EXERCISE: Every line that contains the word "LoopError" should be copied from the records below.

::::::::::

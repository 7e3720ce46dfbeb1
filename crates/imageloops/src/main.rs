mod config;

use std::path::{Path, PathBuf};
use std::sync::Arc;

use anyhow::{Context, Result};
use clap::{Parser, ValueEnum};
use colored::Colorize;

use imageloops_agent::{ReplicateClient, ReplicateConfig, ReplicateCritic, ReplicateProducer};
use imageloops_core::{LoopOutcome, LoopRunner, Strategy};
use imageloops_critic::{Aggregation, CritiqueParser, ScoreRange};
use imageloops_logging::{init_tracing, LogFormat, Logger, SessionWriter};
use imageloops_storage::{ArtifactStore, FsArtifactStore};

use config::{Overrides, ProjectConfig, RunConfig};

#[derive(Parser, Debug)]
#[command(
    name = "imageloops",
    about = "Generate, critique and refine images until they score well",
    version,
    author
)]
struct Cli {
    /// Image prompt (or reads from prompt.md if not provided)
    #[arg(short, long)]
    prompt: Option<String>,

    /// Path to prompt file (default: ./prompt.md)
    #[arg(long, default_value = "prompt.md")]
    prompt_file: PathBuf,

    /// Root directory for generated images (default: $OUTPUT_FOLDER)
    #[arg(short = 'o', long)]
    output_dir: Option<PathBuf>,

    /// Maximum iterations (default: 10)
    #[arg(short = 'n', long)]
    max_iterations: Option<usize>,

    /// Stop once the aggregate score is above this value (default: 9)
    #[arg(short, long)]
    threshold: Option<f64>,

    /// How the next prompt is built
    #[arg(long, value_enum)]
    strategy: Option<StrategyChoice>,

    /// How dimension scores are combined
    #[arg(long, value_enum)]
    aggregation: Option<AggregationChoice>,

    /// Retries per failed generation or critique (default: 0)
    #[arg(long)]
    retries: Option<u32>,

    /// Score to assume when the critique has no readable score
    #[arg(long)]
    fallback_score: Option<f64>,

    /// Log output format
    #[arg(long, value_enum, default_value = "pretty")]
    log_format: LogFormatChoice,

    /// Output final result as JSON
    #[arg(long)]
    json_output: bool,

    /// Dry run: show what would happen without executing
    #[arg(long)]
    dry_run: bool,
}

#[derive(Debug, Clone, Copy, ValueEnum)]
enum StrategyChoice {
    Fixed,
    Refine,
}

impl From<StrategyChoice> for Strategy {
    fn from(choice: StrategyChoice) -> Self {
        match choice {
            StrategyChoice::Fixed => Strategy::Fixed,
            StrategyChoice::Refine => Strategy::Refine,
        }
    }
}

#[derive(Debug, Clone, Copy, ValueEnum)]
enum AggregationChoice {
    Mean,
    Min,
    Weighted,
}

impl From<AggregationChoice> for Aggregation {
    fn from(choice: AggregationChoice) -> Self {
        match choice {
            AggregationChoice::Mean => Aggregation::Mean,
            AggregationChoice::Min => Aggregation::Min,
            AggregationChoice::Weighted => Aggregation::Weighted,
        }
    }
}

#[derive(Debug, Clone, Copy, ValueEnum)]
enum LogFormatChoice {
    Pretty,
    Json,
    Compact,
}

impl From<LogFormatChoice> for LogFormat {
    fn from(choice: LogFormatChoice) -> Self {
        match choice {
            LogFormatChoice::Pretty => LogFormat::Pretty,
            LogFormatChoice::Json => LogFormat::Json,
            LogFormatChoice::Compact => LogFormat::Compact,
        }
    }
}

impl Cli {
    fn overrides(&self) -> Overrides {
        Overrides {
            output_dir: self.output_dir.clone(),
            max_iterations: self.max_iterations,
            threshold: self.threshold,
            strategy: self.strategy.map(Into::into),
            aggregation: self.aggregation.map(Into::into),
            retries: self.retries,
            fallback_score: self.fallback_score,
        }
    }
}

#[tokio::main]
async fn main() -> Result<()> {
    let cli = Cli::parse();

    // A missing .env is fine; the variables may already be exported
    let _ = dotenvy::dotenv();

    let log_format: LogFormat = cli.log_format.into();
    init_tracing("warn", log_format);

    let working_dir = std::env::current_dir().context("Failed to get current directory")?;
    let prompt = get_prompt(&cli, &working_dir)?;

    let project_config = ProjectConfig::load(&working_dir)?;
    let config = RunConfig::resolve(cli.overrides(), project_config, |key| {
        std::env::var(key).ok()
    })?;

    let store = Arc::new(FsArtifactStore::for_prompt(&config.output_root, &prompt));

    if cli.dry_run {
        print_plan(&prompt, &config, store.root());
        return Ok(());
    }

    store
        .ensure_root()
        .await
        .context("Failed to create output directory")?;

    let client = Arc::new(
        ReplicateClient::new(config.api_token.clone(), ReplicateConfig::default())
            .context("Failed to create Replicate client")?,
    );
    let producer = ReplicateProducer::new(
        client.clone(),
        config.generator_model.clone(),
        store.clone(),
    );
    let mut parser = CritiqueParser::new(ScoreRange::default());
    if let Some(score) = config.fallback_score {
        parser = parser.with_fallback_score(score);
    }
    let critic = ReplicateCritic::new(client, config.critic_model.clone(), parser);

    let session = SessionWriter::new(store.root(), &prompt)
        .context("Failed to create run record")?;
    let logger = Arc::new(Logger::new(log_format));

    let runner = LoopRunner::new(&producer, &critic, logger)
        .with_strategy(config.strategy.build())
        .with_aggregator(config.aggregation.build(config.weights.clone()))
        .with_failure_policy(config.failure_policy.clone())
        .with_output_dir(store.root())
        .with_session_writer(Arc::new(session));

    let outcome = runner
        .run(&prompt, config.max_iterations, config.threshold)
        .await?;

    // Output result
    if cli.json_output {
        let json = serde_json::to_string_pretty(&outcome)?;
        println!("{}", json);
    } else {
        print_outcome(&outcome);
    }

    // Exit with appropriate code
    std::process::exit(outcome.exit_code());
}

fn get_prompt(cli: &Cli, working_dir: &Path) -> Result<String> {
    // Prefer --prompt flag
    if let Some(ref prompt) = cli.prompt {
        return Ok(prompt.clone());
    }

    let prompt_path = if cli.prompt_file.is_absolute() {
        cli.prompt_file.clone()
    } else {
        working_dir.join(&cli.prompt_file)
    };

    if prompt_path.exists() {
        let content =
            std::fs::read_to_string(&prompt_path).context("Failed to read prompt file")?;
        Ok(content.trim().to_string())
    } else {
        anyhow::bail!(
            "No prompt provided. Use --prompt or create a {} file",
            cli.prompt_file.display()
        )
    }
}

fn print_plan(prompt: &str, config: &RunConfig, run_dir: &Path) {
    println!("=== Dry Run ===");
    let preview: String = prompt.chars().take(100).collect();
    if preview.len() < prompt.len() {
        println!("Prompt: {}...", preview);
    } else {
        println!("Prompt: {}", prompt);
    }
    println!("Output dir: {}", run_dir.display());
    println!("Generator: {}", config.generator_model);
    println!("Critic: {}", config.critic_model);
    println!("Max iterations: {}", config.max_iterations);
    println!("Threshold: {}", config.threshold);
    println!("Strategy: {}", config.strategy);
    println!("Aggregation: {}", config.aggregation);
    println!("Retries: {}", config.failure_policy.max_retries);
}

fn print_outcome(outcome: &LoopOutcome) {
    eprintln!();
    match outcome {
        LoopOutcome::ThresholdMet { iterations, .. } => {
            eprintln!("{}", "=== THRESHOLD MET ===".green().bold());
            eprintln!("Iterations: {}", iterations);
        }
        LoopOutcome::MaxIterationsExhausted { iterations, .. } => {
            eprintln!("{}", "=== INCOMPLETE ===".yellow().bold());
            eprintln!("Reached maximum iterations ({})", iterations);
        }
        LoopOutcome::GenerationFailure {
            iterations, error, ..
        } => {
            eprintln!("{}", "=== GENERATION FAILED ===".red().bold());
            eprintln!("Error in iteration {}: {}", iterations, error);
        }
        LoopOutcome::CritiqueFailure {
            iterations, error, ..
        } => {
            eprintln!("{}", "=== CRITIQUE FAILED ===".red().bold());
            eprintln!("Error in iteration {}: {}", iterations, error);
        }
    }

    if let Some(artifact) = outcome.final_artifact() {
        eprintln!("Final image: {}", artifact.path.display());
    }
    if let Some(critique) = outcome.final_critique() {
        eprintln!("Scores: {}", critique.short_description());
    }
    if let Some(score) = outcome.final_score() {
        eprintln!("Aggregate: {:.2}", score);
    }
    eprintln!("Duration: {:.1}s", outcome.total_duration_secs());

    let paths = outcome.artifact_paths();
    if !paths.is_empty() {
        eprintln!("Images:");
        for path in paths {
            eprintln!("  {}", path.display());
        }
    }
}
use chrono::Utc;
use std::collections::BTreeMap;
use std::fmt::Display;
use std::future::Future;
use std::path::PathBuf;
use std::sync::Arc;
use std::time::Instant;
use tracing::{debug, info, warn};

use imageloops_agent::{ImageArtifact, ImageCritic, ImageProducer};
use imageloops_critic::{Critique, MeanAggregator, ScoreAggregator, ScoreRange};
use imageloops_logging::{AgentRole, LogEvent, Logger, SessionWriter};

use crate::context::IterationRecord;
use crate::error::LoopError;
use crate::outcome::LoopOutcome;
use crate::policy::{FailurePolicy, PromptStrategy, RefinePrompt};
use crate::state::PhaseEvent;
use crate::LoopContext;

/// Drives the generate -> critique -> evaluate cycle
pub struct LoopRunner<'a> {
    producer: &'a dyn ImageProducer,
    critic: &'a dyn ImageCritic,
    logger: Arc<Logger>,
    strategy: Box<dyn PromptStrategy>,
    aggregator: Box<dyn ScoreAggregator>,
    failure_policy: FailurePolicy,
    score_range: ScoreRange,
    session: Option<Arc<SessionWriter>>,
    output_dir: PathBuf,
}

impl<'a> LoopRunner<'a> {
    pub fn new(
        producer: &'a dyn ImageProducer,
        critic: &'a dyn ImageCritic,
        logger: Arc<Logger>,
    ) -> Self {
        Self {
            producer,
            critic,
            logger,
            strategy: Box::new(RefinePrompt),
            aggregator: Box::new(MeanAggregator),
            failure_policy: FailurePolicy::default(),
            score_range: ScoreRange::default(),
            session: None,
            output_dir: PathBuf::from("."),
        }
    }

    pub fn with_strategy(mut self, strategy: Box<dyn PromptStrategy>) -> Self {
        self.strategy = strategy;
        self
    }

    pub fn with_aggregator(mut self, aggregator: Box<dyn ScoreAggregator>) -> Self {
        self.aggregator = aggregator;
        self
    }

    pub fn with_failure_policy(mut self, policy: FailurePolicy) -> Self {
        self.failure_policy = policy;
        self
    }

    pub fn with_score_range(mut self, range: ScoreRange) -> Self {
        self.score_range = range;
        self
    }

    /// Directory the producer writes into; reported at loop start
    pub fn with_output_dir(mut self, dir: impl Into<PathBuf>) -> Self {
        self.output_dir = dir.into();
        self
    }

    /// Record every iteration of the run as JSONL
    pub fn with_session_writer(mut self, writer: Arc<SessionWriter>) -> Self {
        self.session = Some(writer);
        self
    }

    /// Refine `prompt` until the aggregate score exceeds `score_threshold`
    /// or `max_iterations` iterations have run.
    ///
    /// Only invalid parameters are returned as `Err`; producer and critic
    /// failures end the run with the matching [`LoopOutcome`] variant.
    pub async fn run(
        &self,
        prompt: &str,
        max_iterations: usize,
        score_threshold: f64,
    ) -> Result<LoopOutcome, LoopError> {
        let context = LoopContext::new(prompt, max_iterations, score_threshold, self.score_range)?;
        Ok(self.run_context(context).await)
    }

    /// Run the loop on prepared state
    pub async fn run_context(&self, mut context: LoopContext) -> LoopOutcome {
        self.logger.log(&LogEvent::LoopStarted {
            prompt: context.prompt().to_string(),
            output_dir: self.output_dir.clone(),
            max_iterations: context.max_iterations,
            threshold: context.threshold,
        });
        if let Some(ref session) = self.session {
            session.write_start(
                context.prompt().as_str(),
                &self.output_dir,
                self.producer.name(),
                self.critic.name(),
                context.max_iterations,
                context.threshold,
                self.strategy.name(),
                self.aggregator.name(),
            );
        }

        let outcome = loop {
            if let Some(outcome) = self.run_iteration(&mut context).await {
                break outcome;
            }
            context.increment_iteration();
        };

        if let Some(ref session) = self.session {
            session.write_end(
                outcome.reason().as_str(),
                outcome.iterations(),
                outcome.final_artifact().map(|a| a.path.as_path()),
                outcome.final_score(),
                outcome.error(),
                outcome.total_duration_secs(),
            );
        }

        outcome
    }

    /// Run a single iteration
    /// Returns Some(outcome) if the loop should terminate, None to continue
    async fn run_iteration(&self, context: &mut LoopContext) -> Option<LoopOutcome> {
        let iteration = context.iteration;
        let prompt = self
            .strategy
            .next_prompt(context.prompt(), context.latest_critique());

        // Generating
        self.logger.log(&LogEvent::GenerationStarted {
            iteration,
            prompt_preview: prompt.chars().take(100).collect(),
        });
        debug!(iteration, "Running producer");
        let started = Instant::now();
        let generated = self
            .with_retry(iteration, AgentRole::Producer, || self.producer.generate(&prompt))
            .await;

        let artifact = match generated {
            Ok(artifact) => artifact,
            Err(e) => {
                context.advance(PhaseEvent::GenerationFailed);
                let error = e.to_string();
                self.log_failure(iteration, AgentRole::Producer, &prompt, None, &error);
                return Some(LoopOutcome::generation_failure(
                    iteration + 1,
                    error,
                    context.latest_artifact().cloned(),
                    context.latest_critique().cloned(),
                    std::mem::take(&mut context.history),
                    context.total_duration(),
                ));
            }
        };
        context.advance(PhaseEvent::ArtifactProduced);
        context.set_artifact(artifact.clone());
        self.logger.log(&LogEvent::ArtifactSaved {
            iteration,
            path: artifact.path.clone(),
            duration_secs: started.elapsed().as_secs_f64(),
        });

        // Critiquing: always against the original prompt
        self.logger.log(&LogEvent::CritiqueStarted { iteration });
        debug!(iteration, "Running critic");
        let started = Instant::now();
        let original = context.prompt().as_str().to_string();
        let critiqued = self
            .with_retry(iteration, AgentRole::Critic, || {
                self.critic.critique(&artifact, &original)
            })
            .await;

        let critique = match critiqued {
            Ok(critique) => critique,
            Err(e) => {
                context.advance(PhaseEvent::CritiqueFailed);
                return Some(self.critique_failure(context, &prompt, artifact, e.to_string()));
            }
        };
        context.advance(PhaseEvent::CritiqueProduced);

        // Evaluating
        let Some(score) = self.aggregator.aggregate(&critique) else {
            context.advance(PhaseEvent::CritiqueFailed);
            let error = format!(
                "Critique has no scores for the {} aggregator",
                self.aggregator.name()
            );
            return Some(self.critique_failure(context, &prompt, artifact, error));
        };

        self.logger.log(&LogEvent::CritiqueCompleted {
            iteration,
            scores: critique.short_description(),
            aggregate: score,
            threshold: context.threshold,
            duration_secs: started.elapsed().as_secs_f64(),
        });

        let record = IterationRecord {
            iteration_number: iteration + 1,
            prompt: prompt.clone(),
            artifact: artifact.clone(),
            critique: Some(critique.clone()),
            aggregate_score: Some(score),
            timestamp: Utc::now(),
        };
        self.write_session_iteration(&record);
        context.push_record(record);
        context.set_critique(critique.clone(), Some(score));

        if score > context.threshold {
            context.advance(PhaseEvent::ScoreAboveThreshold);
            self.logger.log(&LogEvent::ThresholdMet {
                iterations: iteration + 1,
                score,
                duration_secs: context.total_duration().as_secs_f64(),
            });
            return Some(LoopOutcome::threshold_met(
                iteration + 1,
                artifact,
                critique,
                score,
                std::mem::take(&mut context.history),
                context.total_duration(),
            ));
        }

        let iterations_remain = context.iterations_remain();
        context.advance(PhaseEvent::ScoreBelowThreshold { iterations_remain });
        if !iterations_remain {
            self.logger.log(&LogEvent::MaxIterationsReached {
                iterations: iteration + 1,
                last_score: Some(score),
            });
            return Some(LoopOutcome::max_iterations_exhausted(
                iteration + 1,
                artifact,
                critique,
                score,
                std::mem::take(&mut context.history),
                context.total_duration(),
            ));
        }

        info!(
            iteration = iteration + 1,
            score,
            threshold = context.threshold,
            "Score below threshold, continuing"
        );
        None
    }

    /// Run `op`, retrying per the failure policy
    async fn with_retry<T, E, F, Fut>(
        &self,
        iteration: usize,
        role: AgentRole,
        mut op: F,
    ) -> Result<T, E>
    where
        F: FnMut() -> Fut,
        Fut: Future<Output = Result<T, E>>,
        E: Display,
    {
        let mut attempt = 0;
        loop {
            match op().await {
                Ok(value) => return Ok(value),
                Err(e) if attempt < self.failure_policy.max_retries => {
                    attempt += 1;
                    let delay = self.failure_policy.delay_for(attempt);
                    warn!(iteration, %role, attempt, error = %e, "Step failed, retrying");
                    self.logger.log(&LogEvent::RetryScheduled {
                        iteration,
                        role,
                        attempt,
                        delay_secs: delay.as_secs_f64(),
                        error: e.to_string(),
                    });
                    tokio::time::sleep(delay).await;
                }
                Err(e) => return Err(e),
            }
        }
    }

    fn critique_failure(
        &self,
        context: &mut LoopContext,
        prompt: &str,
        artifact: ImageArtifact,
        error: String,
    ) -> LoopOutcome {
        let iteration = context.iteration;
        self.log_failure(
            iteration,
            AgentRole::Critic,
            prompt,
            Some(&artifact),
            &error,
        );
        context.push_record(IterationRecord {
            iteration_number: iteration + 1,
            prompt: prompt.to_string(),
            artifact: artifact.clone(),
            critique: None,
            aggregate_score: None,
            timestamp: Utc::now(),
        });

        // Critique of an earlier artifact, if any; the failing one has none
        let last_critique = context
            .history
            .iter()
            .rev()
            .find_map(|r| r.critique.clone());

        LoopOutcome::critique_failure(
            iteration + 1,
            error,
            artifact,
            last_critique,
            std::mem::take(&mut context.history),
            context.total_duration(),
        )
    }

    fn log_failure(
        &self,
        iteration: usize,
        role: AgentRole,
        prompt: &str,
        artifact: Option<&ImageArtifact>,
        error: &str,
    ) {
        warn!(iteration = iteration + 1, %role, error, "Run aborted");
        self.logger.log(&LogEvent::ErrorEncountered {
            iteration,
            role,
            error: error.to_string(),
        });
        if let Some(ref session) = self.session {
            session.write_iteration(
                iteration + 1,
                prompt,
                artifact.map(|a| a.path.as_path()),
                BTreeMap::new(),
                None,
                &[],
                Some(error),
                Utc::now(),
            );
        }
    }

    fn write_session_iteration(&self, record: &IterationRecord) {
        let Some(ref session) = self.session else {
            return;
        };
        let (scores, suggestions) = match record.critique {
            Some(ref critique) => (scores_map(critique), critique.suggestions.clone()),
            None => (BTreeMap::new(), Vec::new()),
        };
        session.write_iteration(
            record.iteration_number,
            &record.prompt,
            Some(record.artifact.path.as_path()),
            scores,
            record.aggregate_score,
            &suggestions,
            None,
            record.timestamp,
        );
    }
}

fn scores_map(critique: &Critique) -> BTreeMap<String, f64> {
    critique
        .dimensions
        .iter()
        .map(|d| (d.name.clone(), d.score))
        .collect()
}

::::::::::

OUTPUT OF THE TASK:
use crate::error::LoopError;
    ) -> Result<LoopOutcome, LoopError> {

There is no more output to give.